RatesFederal Reserve as of 11 January 2021Bloomberg as of 13 January 2021 1:00 am AST
Federal Funds Rate0.080.08
Prime Rate3.253.25
3-month Treasury0.080.08
2-year Treasury0.140.14
10-year Treasury1.151.12
30-year Treasury1.881.87
Source: Federal Reserve, Bloomberg

House votes resolution asking Pence to use 25th amendment to remove Trump

Last night the U.S. House of Representatives passed the following House resolution in its attempts to remove President Donald Trump prior to the end of his term. House Res 21 reads as following:

This resolution calls upon Vice President Michael R. Pence (1) to immediately use his powers under section 4 of the Twenty-fifth Amendment to convene and mobilize the principal officers of the executive departments to declare that the President is unable to successfully discharge the duties and powers of his office, and (2) to transmit to the President pro tempore of the Senate and the Speaker of thHouse notice that he will be immediately assuming the powers and duties of the office as Acting President.

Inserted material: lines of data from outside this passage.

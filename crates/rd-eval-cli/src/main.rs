//! rd-eval CLI - Video codec rate-distortion comparison tool

use std::path::PathBuf;

use clap::{Parser, Subcommand};

mod commands;

use commands::{BdArgs, RunArgs};

/// Video codec rate-distortion comparison and parameter search tool.
#[derive(Parser)]
#[command(name = "rd-eval")]
#[command(author, version, about, long_about = None)]
struct Cli {
    /// Verbose output
    #[arg(short, long, global = true)]
    verbose: bool,

    /// Catalog directory holding config.json, videos.json, metrics.json and presets.json
    #[arg(long, global = true, env = "RD_EVAL_CATALOG", default_value = ".")]
    catalog: PathBuf,

    #[command(subcommand)]
    command: Commands,
}

#[derive(Subcommand)]
enum Commands {
    /// Sweep presets over the video catalog and score them against the base preset
    Evaluate {
        /// Presets to evaluate (defaults to the catalog's default presets)
        #[arg(short, long, value_delimiter = ',')]
        presets: Vec<String>,

        /// Restrict to these videos
        #[arg(long, value_delimiter = ',')]
        videos: Vec<String>,

        /// Output directory for summary.json and the BD table
        #[arg(short, long, default_value = "results")]
        output: PathBuf,

        /// Score relative to the best configuration per video instead of the base preset
        #[arg(long)]
        relative_to_best: bool,

        /// Revision id to record instead of asking git
        #[arg(long)]
        revision: Option<String>,

        #[command(flatten)]
        run: RunArgs,

        #[command(flatten)]
        bd: BdArgs,
    },

    /// Compare one candidate configuration head-to-head against a reference encoder
    Compare {
        /// Candidate preset
        #[arg(short, long)]
        candidate: String,

        /// Reference preset (x265 and x264 carry built-in QP offsets)
        #[arg(short, long, default_value = "x265")]
        reference: String,

        /// Override the reference QP offset
        #[arg(long, allow_hyphen_values = true)]
        qp_offset: Option<i32>,

        /// Candidate QPs (defaults to the preset's base values)
        #[arg(long, value_delimiter = ',')]
        qps: Vec<i32>,

        /// Candidate parameter as name=value (repeatable)
        #[arg(long = "param")]
        params: Vec<String>,

        /// Restrict to these videos
        #[arg(long, value_delimiter = ',')]
        videos: Vec<String>,

        /// Write the comparison result as JSON
        #[arg(short, long)]
        output: Option<PathBuf>,

        #[command(flatten)]
        run: RunArgs,

        #[command(flatten)]
        bd: BdArgs,
    },

    /// Search candidate encoder parameters that minimize the BD score
    Optimize {
        /// Search space JSON file
        #[arg(short, long)]
        space: PathBuf,

        /// Candidate preset
        #[arg(short, long)]
        candidate: String,

        /// Reference preset
        #[arg(short, long, default_value = "x264")]
        reference: String,

        /// Override the reference QP offset
        #[arg(long, allow_hyphen_values = true)]
        qp_offset: Option<i32>,

        /// Preset parameter that receives the serialized parameter vector
        #[arg(long, default_value = "extra_params")]
        param_name: String,

        /// Number of trials to run in this invocation
        #[arg(short = 'n', long, default_value_t = 1000)]
        trials: usize,

        /// Study file (resumed if it exists)
        #[arg(long, default_value = "study.json")]
        study_file: PathBuf,

        /// Study name
        #[arg(long, default_value = "optimize-bd-psnr")]
        study_name: String,

        /// Optimization direction
        #[arg(long, default_value = "minimize")]
        direction: rd_eval::Direction,

        /// Sampler seed
        #[arg(long, default_value_t = 0)]
        seed: u64,

        /// Use independent uniform sampling instead of local search
        #[arg(long)]
        random: bool,

        /// Restrict to these videos
        #[arg(long, value_delimiter = ',')]
        videos: Vec<String>,

        #[command(flatten)]
        run: RunArgs,

        #[command(flatten)]
        bd: BdArgs,
    },

    /// Compute the BD score between two curves stored as quality,bytes CSV files
    Bd {
        /// Reference curve CSV
        reference: PathBuf,

        /// Candidate curve CSV
        candidate: PathBuf,

        #[command(flatten)]
        bd: BdArgs,
    },
}

fn init_logging(verbose: bool) {
    let mut builder =
        env_logger::Builder::from_env(env_logger::Env::default().default_filter_or("info"));
    if verbose {
        builder.filter_level(log::LevelFilter::Debug);
    }
    let _ = builder
        .format_timestamp(None)
        .target(env_logger::Target::Stderr)
        .try_init();
}

fn main() -> anyhow::Result<()> {
    let cli = Cli::parse();
    init_logging(cli.verbose);

    match cli.command {
        Commands::Evaluate {
            presets,
            videos,
            output,
            relative_to_best,
            revision,
            run,
            bd,
        } => commands::evaluate::run(
            &cli.catalog,
            presets,
            videos,
            output,
            relative_to_best,
            revision,
            &run,
            &bd,
        ),
        Commands::Compare {
            candidate,
            reference,
            qp_offset,
            qps,
            params,
            videos,
            output,
            run,
            bd,
        } => commands::compare::run(
            &cli.catalog,
            commands::compare::CompareArgs {
                candidate,
                reference,
                qp_offset,
                qps,
                params,
                videos,
                output,
            },
            &run,
            &bd,
        ),
        Commands::Optimize {
            space,
            candidate,
            reference,
            qp_offset,
            param_name,
            trials,
            study_file,
            study_name,
            direction,
            seed,
            random,
            videos,
            run,
            bd,
        } => commands::optimize::run(
            &cli.catalog,
            commands::optimize::OptimizeArgs {
                space,
                candidate,
                reference,
                qp_offset,
                param_name,
                trials,
                study_file,
                study_name,
                direction,
                seed,
                random,
                videos,
            },
            &run,
            &bd,
        ),
        Commands::Bd {
            reference,
            candidate,
            bd,
        } => commands::bd::run(&reference, &candidate, &bd),
    }
}
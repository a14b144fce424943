//! Evaluation catalogs: videos, metrics, presets and run defaults.
//!
//! A catalog is a directory holding four JSON files:
//!
//! - `config.json`: default presets, the baseline preset, asset location
//! - `videos.json`: test videos keyed by file name
//! - `metrics.json`: quality metric tools keyed by metric name
//! - `presets.json`: encoder presets keyed by preset name
//!
//! Commands inside the catalog are resolved relative to its directory.

mod metric;
mod preset;
mod video;

pub use metric::{MetricKind, MetricSpec};
pub use preset::{CommandRecipe, ParamValue, Preset};
pub use video::{VideoDescriptor, VideoEntry};

use std::collections::BTreeMap;
use std::path::{Path, PathBuf};

use serde::de::DeserializeOwned;
use serde::{Deserialize, Serialize};

use crate::error::{Error, Result};

/// Run defaults from `config.json`.
#[derive(Debug, Clone, Serialize, Deserialize)]
pub struct RunConfig {
    /// Presets evaluated when none are named explicitly.
    pub default_presets: Vec<String>,
    /// Preset every other configuration is compared against.
    pub base_preset: String,
    /// Directory holding the raw videos, relative to the catalog.
    #[serde(default = "default_assets_dir")]
    pub assets_dir: PathBuf,
    /// Metric whose summary is the quality axis of each curve.
    #[serde(default = "default_quality_metric")]
    pub quality_metric: String,
    /// Attribute of that metric used as quality.
    #[serde(default = "default_quality_attr")]
    pub quality_attr: String,
}

fn default_assets_dir() -> PathBuf {
    PathBuf::from("assets")
}

fn default_quality_metric() -> String {
    "PSNR".to_string()
}

fn default_quality_attr() -> String {
    "Avg".to_string()
}

/// A loaded and validated catalog.
#[derive(Debug, Clone)]
pub struct Catalog {
    root: PathBuf,
    /// Run defaults.
    pub config: RunConfig,
    /// Video manifest.
    pub videos: BTreeMap<String, VideoEntry>,
    /// Metric registry.
    pub metrics: BTreeMap<String, MetricSpec>,
    /// Preset registry.
    pub presets: BTreeMap<String, Preset>,
}

impl Catalog {
    /// File names inside a catalog directory.
    pub const CONFIG_FILE: &'static str = "config.json";
    /// Video manifest file name.
    pub const VIDEOS_FILE: &'static str = "videos.json";
    /// Metric registry file name.
    pub const METRICS_FILE: &'static str = "metrics.json";
    /// Preset registry file name.
    pub const PRESETS_FILE: &'static str = "presets.json";

    /// Load all four files from `dir` and validate cross references.
    pub fn load(dir: impl AsRef<Path>) -> Result<Self> {
        let root = dir.as_ref().to_path_buf();
        let catalog = Self {
            config: read_json(&root.join(Self::CONFIG_FILE))?,
            videos: read_json(&root.join(Self::VIDEOS_FILE))?,
            metrics: read_json(&root.join(Self::METRICS_FILE))?,
            presets: read_json(&root.join(Self::PRESETS_FILE))?,
            root,
        };
        catalog.validate()?;
        log::debug!(
            "loaded catalog {}: {} videos, {} metrics, {} presets",
            catalog.root.display(),
            catalog.videos.len(),
            catalog.metrics.len(),
            catalog.presets.len()
        );
        Ok(catalog)
    }

    /// Build a catalog from parts already in memory.
    pub fn from_parts(
        root: impl Into<PathBuf>,
        config: RunConfig,
        videos: BTreeMap<String, VideoEntry>,
        metrics: BTreeMap<String, MetricSpec>,
        presets: BTreeMap<String, Preset>,
    ) -> Result<Self> {
        let catalog = Self {
            root: root.into(),
            config,
            videos,
            metrics,
            presets,
        };
        catalog.validate()?;
        Ok(catalog)
    }

    fn validate(&self) -> Result<()> {
        if self.videos.is_empty() {
            return Err(Error::Catalog("no videos".to_string()));
        }
        for name in self
            .config
            .default_presets
            .iter()
            .chain(std::iter::once(&self.config.base_preset))
        {
            self.preset(name)?;
        }
        let quality = self.metrics.get(&self.config.quality_metric).ok_or_else(|| {
            Error::Catalog(format!("unknown quality metric '{}'", self.config.quality_metric))
        })?;
        if quality.kind == MetricKind::PerFrame
            && !quality.attr.iter().any(|a| *a == self.config.quality_attr)
        {
            return Err(Error::Catalog(format!(
                "metric '{}' does not report '{}'",
                self.config.quality_metric, self.config.quality_attr
            )));
        }
        for (name, preset) in &self.presets {
            preset
                .base_values()
                .map_err(|e| Error::Catalog(format!("preset '{name}': {e}")))?;
            if let Some(flagged) = preset.flags.keys().find(|k| !preset.parameters.contains_key(*k)) {
                return Err(Error::Catalog(format!(
                    "preset '{name}' has a flag for unknown parameter '{flagged}'"
                )));
            }
        }
        Ok(())
    }

    /// Catalog directory.
    #[must_use]
    pub fn root(&self) -> &Path {
        &self.root
    }

    /// Asset directory resolved against the catalog.
    #[must_use]
    pub fn assets_dir(&self) -> PathBuf {
        self.root.join(&self.config.assets_dir)
    }

    /// Look up a preset by name.
    pub fn preset(&self, name: &str) -> Result<&Preset> {
        self.presets
            .get(name)
            .ok_or_else(|| Error::Catalog(format!("unknown preset '{name}'")))
    }

    /// Look up a video by file name.
    pub fn video(&self, name: &str) -> Result<VideoDescriptor> {
        self.videos
            .get(name)
            .map(|entry| VideoDescriptor::from_entry(name, entry, &self.assets_dir()))
            .ok_or_else(|| Error::Catalog(format!("unknown video '{name}'")))
    }

    /// All videos in manifest order.
    #[must_use]
    pub fn video_list(&self) -> Vec<VideoDescriptor> {
        let assets = self.assets_dir();
        self.videos
            .iter()
            .map(|(name, entry)| VideoDescriptor::from_entry(name, entry, &assets))
            .collect()
    }

    /// Encoder command of a preset, resolved against the catalog.
    pub fn encoder_command(&self, preset: &str) -> Result<CommandRecipe> {
        Ok(self.preset(preset)?.command.resolved(&self.root))
    }

    /// All metric tools, resolved against the catalog.
    #[must_use]
    pub fn resolved_metrics(&self) -> BTreeMap<String, MetricSpec> {
        self.metrics
            .iter()
            .map(|(name, spec)| {
                let mut spec = spec.clone();
                spec.command = spec.command.resolved(&self.root);
                (name.clone(), spec)
            })
            .collect()
    }
}

fn read_json<T: DeserializeOwned>(path: &Path) -> Result<T> {
    let text = std::fs::read_to_string(path).map_err(|e| Error::CatalogFile {
        path: path.to_path_buf(),
        reason: e.to_string(),
    })?;
    serde_json::from_str(&text).map_err(|e| Error::CatalogFile {
        path: path.to_path_buf(),
        reason: e.to_string(),
    })
}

Vice-President Pence has reportedly said that he does not intend to invoke the 25th Amendment. This means that the House will likely move to the next stage of its strategy which is to vote articles of impeachment against Mr Trump. Given the Democrats majority in the House, passage is expected.

The articles of impeachment would then move to the Senate for a trial. Indications are that, unlike last year’s attempt to remove the President from office via impeachment where a Republican-controlled Senate voted not to remove the President, there may be enough support on the part of Senate Republicans to find Mr Trump liable for “high crimes and misdemeanors”, the standard under the U.S. Constitution for removal. Senate majority leader Mitch McConnell has signaled that Mr Trump’s behavior, where allegedly encouraged supporters to march last week on the Capitol, amounted to an impeachable offense.

The establishment wing of the Republican Party, now in damage control as a result of the storming of the Capitol by Trump supporters and the resulting deaths of five people, would like nothing more than to move on from the Trump era and start laying the groundwork for the 2022 mid-term elections.

I don’t expect impeachment actions to have any bearing on pending policy actions designed to impact the economy. With only seven days left until the change in government, attempts to remove Mr Trump are designed to score political points with an electorate, a significant amount of whom believe the actions of individuals storming the Capitol amounted to an insurrection attacking the country’s representative institutions of democracy.

How the regulator’s mindset may impact cryptocurrency …

An article today in Bloomberg discussing how a Biden administration would address the regulation of cryptocurrency has me putting myself in the place of the regulator. What is the U.S. Securities and Exchange Commission’s world view of digital assets? How will the Commodity Futures Trading Commission’s view toward regulation of exchanges evolve? Will the Board of Governors of the Federal Reserve System view the payment system aspect of cryptocurrency as a threat to the current national and global payment system regime or as a welcome supplement that brings more efficiency and transparency?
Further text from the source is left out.